Population (2018-01-01)
- • Total: 3,736
- • Density: 95.16/km^{2} (246.5/sq mi)
- Time zone: UTC+1 (CET)
- • Summer (DST): UTC+2 (CEST)
- Postal code: 8262
- Area code: +43 3385
- Vehicle registration: HF
- Website: www.ilz.at

= Ilz, Styria =

Ilz is a municipality in the district of Hartberg-Fürstenfeld in Styria, Austria. It is located at 47° 05' N, 15° 56' O and approx. 300 m above sea level, at the Left Bank of the river Ilz, in the 1 km wide and fruitful Ilz valley, 43 km to the east of Graz, 19 km to the east of Gleisdorf, and 13 km to the west of Fürstenfeld. It was named first in a writ issued on 14 October 1265 in Graz by Herbord of Fullnstein, who was sewer of bishop Bruno of Olmütz. In this writ a witness is mentioned: Dominus Wernherus de Ylnz, probably the vicar of that town.

==Places of interest==
The main attraction is the baroque church.

The castle Schloss Feistritz is situated north of Ilz on the Feistritz.
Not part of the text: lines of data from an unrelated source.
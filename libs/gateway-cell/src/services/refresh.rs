// libs/gateway-cell/src/services/refresh.rs
use tracing::debug;

use triage_cell::{QueueView, TriageService, ViewMode};

use crate::error::GatewayError;
use crate::services::snapshot::SnapshotStore;
use crate::services::source::RecordSource;

/// One poll cycle of the refresh model: fetch the full dump, commit it into
/// the snapshot store, recompute views on demand from whatever snapshot is
/// current. The caller owns the tick cadence; a failed cycle is simply
/// retried on the next tick.
pub struct RefreshService<S: RecordSource> {
    source: S,
    store: SnapshotStore,
    triage: TriageService,
}

impl<S: RecordSource> RefreshService<S> {
    pub fn new(source: S) -> Self {
        Self {
            source,
            store: SnapshotStore::new(),
            triage: TriageService::new(),
        }
    }

    /// Run one fetch-and-commit cycle. Returns whether the fetched snapshot
    /// was applied; false means a newer snapshot had already landed.
    pub async fn refresh_once(&mut self) -> Result<bool, GatewayError> {
        let token = self.store.begin();
        let records = self.source.fetch_all().await?;
        let applied = self.store.commit(token, records);
        debug!(applied, "Refresh cycle finished");
        Ok(applied)
    }

    /// Derive a role view from the current snapshot; `None` before the first
    /// successful refresh.
    pub fn current_view(&self, mode: &ViewMode) -> Option<QueueView> {
        self.store
            .latest()
            .map(|snapshot| self.triage.build_view(snapshot.records(), mode))
    }

    pub fn store(&self) -> &SnapshotStore {
        &self.store
    }
}
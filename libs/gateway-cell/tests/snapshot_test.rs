use chrono::{NaiveDate, NaiveTime};

use gateway_cell::SnapshotStore;
use shared_models::{Appointment, AppointmentStatus, BookingMode, Urgency};

fn appt(id: i64) -> Appointment {
    Appointment {
        id,
        subject_name: format!("Subject {id}"),
        subject_email: None,
        date: NaiveDate::from_ymd_opt(2024, 1, 15),
        time: NaiveTime::from_hms_opt(9, 0, 0),
        service_type: "Medical Consultation".to_string(),
        urgency: Urgency::Normal,
        reason: "checkup".to_string(),
        status: AppointmentStatus::Pending,
        admin_note: None,
        booking_mode: BookingMode::Standard,
    }
}

#[test]
fn empty_before_first_commit() {
    let store = SnapshotStore::new();
    assert!(store.latest().is_none());
    assert!(store.records().is_empty());
}

#[test]
fn sequential_commits_apply_in_order() {
    let mut store = SnapshotStore::new();

    let first = store.begin();
    assert!(store.commit(first, vec![appt(1)]));

    let second = store.begin();
    assert!(store.commit(second, vec![appt(1), appt(2)]));

    assert_eq!(store.records().len(), 2);
    assert_eq!(store.latest().map(|s| s.seq()), Some(2));
}

#[test]
fn slow_response_cannot_overwrite_fresher_snapshot() {
    let mut store = SnapshotStore::new();

    // Two overlapping requests; the newer one completes first.
    let slow = store.begin();
    let fast = store.begin();

    assert!(store.commit(fast, vec![appt(1), appt(2)]));
    assert!(!store.commit(slow, vec![appt(1)]));

    assert_eq!(store.records().len(), 2);
    assert_eq!(store.latest().map(|s| s.seq()), Some(2));
}

#[test]
fn in_flight_request_does_not_block_newer_ones() {
    let mut store = SnapshotStore::new();

    let abandoned = store.begin();
    let current = store.begin();
    assert!(store.commit(current, vec![appt(3)]));

    // The abandoned request's response may arrive much later; it is ignored.
    assert!(!store.commit(abandoned, vec![]));
    assert_eq!(store.records().len(), 1);
}
// libs/gateway-cell/src/error.rs
use thiserror::Error;

use triage_cell::TriageError;

#[derive(Debug, Error)]
pub enum GatewayError {
    #[error("HTTP transport error: {0}")]
    Transport(#[from] reqwest::Error),

    #[error("Backend returned {status}: {message}")]
    Api { status: u16, message: String },

    #[error("Refused locally: {0}")]
    Policy(#[from] TriageError),
}
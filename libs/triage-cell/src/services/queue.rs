// libs/triage-cell/src/services/queue.rs
use tracing::debug;

use shared_models::{Appointment, AppointmentStatus};

use crate::models::{QueueView, ServingView, ViewMode, WorklistFilter};

/// The triage and queue-ordering engine.
///
/// Every call re-derives its view from the full snapshot it is handed; the
/// service keeps no state between calls and never mutates its input. The
/// caller owns snapshot freshness (see the gateway cell's refresh loop).
#[derive(Debug, Default)]
pub struct TriageService;

impl TriageService {
    pub fn new() -> Self {
        Self
    }

    pub fn build_view(&self, records: &[Appointment], mode: &ViewMode) -> QueueView {
        debug!("Building {:?} view over {} records", mode, records.len());
        match mode {
            ViewMode::Intake => QueueView::Intake(self.intake_queue(records)),
            ViewMode::Serving => QueueView::Serving(self.serving_queue(records)),
            ViewMode::Worklist(filter) => QueueView::Worklist(self.worklist(records, filter)),
            ViewMode::History { subject_email } => {
                QueueView::History(self.personal_history(records, subject_email))
            }
        }
    }

    /// Nurse intake queue: pending only, urgent requests first, then FIFO by
    /// id within the same urgency tier. The appointment slot plays no part
    /// here; intake order is request order, not schedule order.
    pub fn intake_queue(&self, records: &[Appointment]) -> Vec<Appointment> {
        let mut pending: Vec<Appointment> = records
            .iter()
            .filter(|a| a.status == AppointmentStatus::Pending)
            .cloned()
            .collect();

        pending.sort_by_key(|a| (!a.is_urgent(), a.id));
        pending
    }

    /// Clinical serving queue: approved only, strict chronological order by
    /// scheduled slot. Urgency was already honored at intake time, so it
    /// gets no second vote here; this is physical walk-in order.
    pub fn serving_queue(&self, records: &[Appointment]) -> ServingView {
        let mut queue: Vec<Appointment> = records
            .iter()
            .filter(|a| a.status == AppointmentStatus::Approved)
            .cloned()
            .collect();

        queue.sort_by_key(|a| (a.scheduled_instant(), a.id));

        let mut ordered = queue.into_iter();
        let next = ordered.next();
        ServingView {
            next,
            waiting: ordered.collect(),
        }
    }

    /// Administrative worklist: actionable statuses bubble up (pending, then
    /// approved, then everything terminal together), urgent before normal
    /// within a bucket, most recently scheduled first as the tie-break.
    pub fn worklist(&self, records: &[Appointment], filter: &WorklistFilter) -> Vec<Appointment> {
        let search = filter.search.as_deref().map(str::to_lowercase);
        let service = filter.service_contains.as_deref().map(str::to_lowercase);
        let urgency = filter.urgency_contains.as_deref().map(str::to_lowercase);

        let mut rows: Vec<Appointment> = records
            .iter()
            .filter(|a| {
                let matches_status = filter.status.map_or(true, |s| a.status == s);
                let matches_search = search
                    .as_deref()
                    .map_or(true, |needle| a.subject_name.to_lowercase().contains(needle));
                let matches_service = service
                    .as_deref()
                    .map_or(true, |needle| a.service_type.to_lowercase().contains(needle));
                let matches_urgency = urgency.as_deref().map_or(true, |needle| {
                    a.urgency.to_string().to_lowercase().contains(needle)
                });
                matches_status && matches_search && matches_service && matches_urgency
            })
            .cloned()
            .collect();

        rows.sort_by(|a, b| {
            worklist_rank(a.status)
                .cmp(&worklist_rank(b.status))
                .then_with(|| (!a.is_urgent()).cmp(&(!b.is_urgent())))
                .then_with(|| b.scheduled_instant().cmp(&a.scheduled_instant()))
                .then_with(|| b.id.cmp(&a.id))
        });
        rows
    }

    /// A subject's own history. Terminal buckets deliberately differ from the
    /// worklist: for the subject, no-show outranks rejected outranks
    /// canceled, so dead requests sink to the bottom of their own list.
    pub fn personal_history(&self, records: &[Appointment], subject_email: &str) -> Vec<Appointment> {
        let mut rows: Vec<Appointment> = records
            .iter()
            .filter(|a| {
                a.subject_email
                    .as_deref()
                    .map_or(false, |email| email.eq_ignore_ascii_case(subject_email))
            })
            .cloned()
            .collect();

        rows.sort_by(|a, b| {
            history_rank(a.status)
                .cmp(&history_rank(b.status))
                .then_with(|| b.id.cmp(&a.id))
        });
        rows
    }
}

fn worklist_rank(status: AppointmentStatus) -> u8 {
    match status {
        AppointmentStatus::Pending => 1,
        AppointmentStatus::Approved => 2,
        AppointmentStatus::Completed
        | AppointmentStatus::Rejected
        | AppointmentStatus::Canceled
        | AppointmentStatus::NoShow => 3,
        AppointmentStatus::Unknown => u8::MAX,
    }
}

fn history_rank(status: AppointmentStatus) -> u8 {
    match status {
        AppointmentStatus::Pending => 1,
        AppointmentStatus::Approved => 2,
        AppointmentStatus::Completed => 3,
        AppointmentStatus::NoShow => 4,
        AppointmentStatus::Rejected => 5,
        AppointmentStatus::Canceled => 6,
        AppointmentStatus::Unknown => u8::MAX,
    }
}
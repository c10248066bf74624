use std::time::Duration;

use dotenv::dotenv;
use tracing::{error, info, warn};
use tracing_subscriber::{layer::SubscriberExt, util::SubscriberInitExt};

use gateway_cell::{RefreshService, RestGateway};
use shared_config::AppConfig;
use triage_cell::services::timefmt;
use triage_cell::{QueueView, ViewMode};

#[tokio::main]
async fn main() {
    // Loading Env Vars
    dotenv().ok();

    // Initialize tracing
    tracing_subscriber::registry()
        .with(tracing_subscriber::EnvFilter::new(
            std::env::var("RUST_LOG").unwrap_or_else(|_| "info".into()),
        ))
        .with(tracing_subscriber::fmt::layer())
        .init();

    info!("Starting clinic queue console");

    let config = AppConfig::from_env();
    let gateway = match RestGateway::new(&config) {
        Ok(gateway) => gateway,
        Err(e) => {
            error!("Failed to build HTTP client: {}", e);
            return;
        }
    };

    let mut refresher = RefreshService::new(gateway);
    let mut ticker = tokio::time::interval(Duration::from_secs(config.poll_interval_secs));

    // Fetch -> recompute -> render; a failed poll retries on the next tick.
    loop {
        ticker.tick().await;
        match refresher.refresh_once().await {
            Ok(true) => render_serving_queue(&refresher),
            Ok(false) => {}
            Err(e) => warn!("Refresh failed, retrying on next tick: {}", e),
        }
    }
}

fn render_serving_queue(refresher: &RefreshService<RestGateway>) {
    let Some(QueueView::Serving(view)) = refresher.current_view(&ViewMode::Serving) else {
        return;
    };

    match &view.next {
        Some(next) => println!(
            "NOW SERVING  #{} {} ({}) at {}",
            next.id,
            next.subject_name,
            next.service_type,
            timefmt::format_display(next.time),
        ),
        None => println!("No approved appointments in queue."),
    }

    for (position, appointment) in view.waiting.iter().enumerate() {
        println!(
            "  {:>2}. #{} {} at {}",
            position + 1,
            appointment.id,
            appointment.subject_name,
            timefmt::format_display(appointment.time),
        );
    }
}
// libs/gateway-cell/src/services/actions.rs
use tracing::info;

use shared_models::{Appointment, AppointmentStatus};
use triage_cell::TransitionPolicy;

use crate::error::GatewayError;
use crate::services::source::TransitionRequester;

/// The triage operations the dashboards perform, guarded by the transition
/// policy so a request that is guaranteed invalid never reaches the wire.
pub struct TriageActions<R: TransitionRequester> {
    requester: R,
    policy: TransitionPolicy,
}

impl<R: TransitionRequester> TriageActions<R> {
    pub fn new(requester: R) -> Self {
        Self {
            requester,
            policy: TransitionPolicy::new(),
        }
    }

    /// Approve a pending request; the backend issues the ticket email.
    pub async fn approve(&self, appointment: &Appointment) -> Result<(), GatewayError> {
        self.transition(appointment, AppointmentStatus::Approved, None)
            .await
    }

    /// Reject a pending request. The reason is mandatory and becomes the
    /// record's admin note.
    pub async fn reject(
        &self,
        appointment: &Appointment,
        reason: &str,
    ) -> Result<(), GatewayError> {
        self.transition(appointment, AppointmentStatus::Rejected, Some(reason))
            .await
    }

    /// Complete a visit, optionally recording the diagnosis text.
    pub async fn complete(
        &self,
        appointment: &Appointment,
        diagnosis: Option<&str>,
    ) -> Result<(), GatewayError> {
        self.transition(appointment, AppointmentStatus::Completed, diagnosis)
            .await
    }

    /// Mark an approved appointment as a no-show, freeing its slot.
    pub async fn mark_no_show(
        &self,
        appointment: &Appointment,
        note: Option<&str>,
    ) -> Result<(), GatewayError> {
        self.transition(appointment, AppointmentStatus::NoShow, note)
            .await
    }

    /// Subject-initiated withdrawal of a pending or approved request.
    pub async fn cancel(&self, appointment: &Appointment) -> Result<(), GatewayError> {
        self.transition(appointment, AppointmentStatus::Canceled, None)
            .await
    }

    async fn transition(
        &self,
        appointment: &Appointment,
        to: AppointmentStatus,
        note: Option<&str>,
    ) -> Result<(), GatewayError> {
        self.policy
            .validate_transition(appointment.status, to, note)?;
        self.requester
            .request_transition(appointment.id, to, note)
            .await?;

        info!("Appointment {} transition to {} requested", appointment.id, to);
        Ok(())
    }
}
In the 1980s the decay of the castle was imminent but the actual owners are restoring and adapting the building. The oldest part - the tower - was built around 1200.

There are further castles in the immediate vicinity: the castle of Kalsdorf, the castle of Benndorf, and the castle of Uhlheim.

==Economy and infrastructure==
===Traffic===
Ilz is situated near the Southern freeway (Exit 138) and at the Gleisdorfer highway (B65). It is starting point of the Gleichenberger highway (B66).